(Beginning of Dataset excerpts)
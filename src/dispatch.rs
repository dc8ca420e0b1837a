//! # Event Dispatcher
//!
//! Fan-out of decoded domain events to registered handlers, in arrival
//! order, exactly once per handler per event. Events that arrive while the
//! client is disconnected land in the missed-event buffer and are drained,
//! oldest first, on the next successful connection.

use std::sync::atomic::{AtomicBool, AtomicU64, Ordering};
use std::sync::{Arc, Mutex, RwLock};

use crate::buffer::MissedEventBuffer;
use crate::event::RealtimeEvent;

/// An application-supplied event consumer.
///
/// Implemented for any `Fn(&RealtimeEvent)` closure.
pub trait EventHandler: Send + Sync {
    /// Called once per delivered event
    fn handle(&self, event: &RealtimeEvent);
}

impl<F> EventHandler for F
where
    F: Fn(&RealtimeEvent) + Send + Sync,
{
    fn handle(&self, event: &RealtimeEvent) {
        self(event)
    }
}

/// Identifier of a registered handler
pub type HandlerId = u64;

/// Dispatcher holding the handler registry and the missed-event buffer
#[derive(Debug)]
pub struct Dispatcher {
    /// Registered handlers in registration order
    handlers: RwLock<Vec<(HandlerId, Arc<dyn EventHandler>)>>,

    /// Next handler id
    next_id: AtomicU64,

    /// Events awaiting the next successful connection
    buffer: Mutex<MissedEventBuffer>,

    /// Whether immediate delivery is possible
    connected: AtomicBool,
}

impl std::fmt::Debug for dyn EventHandler {
    fn fmt(&self, f: &mut std::fmt::Formatter<'_>) -> std::fmt::Result {
        f.write_str("EventHandler")
    }
}

impl Dispatcher {
    /// Create a dispatcher with the given buffer capacity
    pub fn new(buffer_capacity: usize) -> Self {
        Self {
            handlers: RwLock::new(Vec::new()),
            next_id: AtomicU64::new(1),
            buffer: Mutex::new(MissedEventBuffer::new(buffer_capacity)),
            connected: AtomicBool::new(false),
        }
    }

    /// Register a handler; it sees every event delivered from now on
    pub fn add_handler(&self, handler: Arc<dyn EventHandler>) -> HandlerId {
        let id = self.next_id.fetch_add(1, Ordering::SeqCst);
        if let Ok(mut handlers) = self.handlers.write() {
            handlers.push((id, handler));
        }
        id
    }

    /// Remove a handler. Unknown ids are ignored
    pub fn remove_handler(&self, id: HandlerId) {
        if let Ok(mut handlers) = self.handlers.write() {
            handlers.retain(|(handler_id, _)| *handler_id != id);
        }
    }

    /// Number of registered handlers
    pub fn handler_count(&self) -> usize {
        self.handlers.read().map(|h| h.len()).unwrap_or(0)
    }

    /// Mark whether immediate delivery is possible
    pub fn set_connected(&self, connected: bool) {
        self.connected.store(connected, Ordering::SeqCst);
    }

    /// Whether immediate delivery is possible
    pub fn is_connected(&self) -> bool {
        self.connected.load(Ordering::SeqCst)
    }

    /// Deliver an event: immediately when connected, buffered otherwise
    pub fn deliver(&self, event: RealtimeEvent) {
        if self.is_connected() {
            self.fan_out(&event);
        } else if let Ok(mut buffer) = self.buffer.lock() {
            buffer.push(event);
        }
    }

    /// Drain the missed-event buffer through the normal delivery path,
    /// oldest first. Called on every successful (re)connection, before any
    /// newly arriving frame is processed.
    pub fn flush(&self) {
        let drained = match self.buffer.lock() {
            Ok(mut buffer) => buffer.drain(),
            Err(_) => return,
        };
        for event in &drained {
            self.fan_out(event);
        }
    }

    /// Number of buffered events
    pub fn buffered_len(&self) -> usize {
        self.buffer.lock().map(|b| b.len()).unwrap_or(0)
    }

    /// Invoke every registered handler, in registration order.
    ///
    /// Handlers run outside the registry lock so a handler may unsubscribe
    /// itself (or register another handler) without deadlocking.
    fn fan_out(&self, event: &RealtimeEvent) {
        let snapshot: Vec<Arc<dyn EventHandler>> = match self.handlers.read() {
            Ok(handlers) => handlers.iter().map(|(_, h)| Arc::clone(h)).collect(),
            Err(_) => return,
        };
        for handler in snapshot {
            handler.handle(event);
        }
    }
}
(End of Dataset excerpts)
[What you should do]:
Gather each line from the entries above that includes the word "match".

[Solution below]:
        let drained = match self.buffer.lock() {
        let snapshot: Vec<Arc<dyn EventHandler>> = match self.handlers.read() {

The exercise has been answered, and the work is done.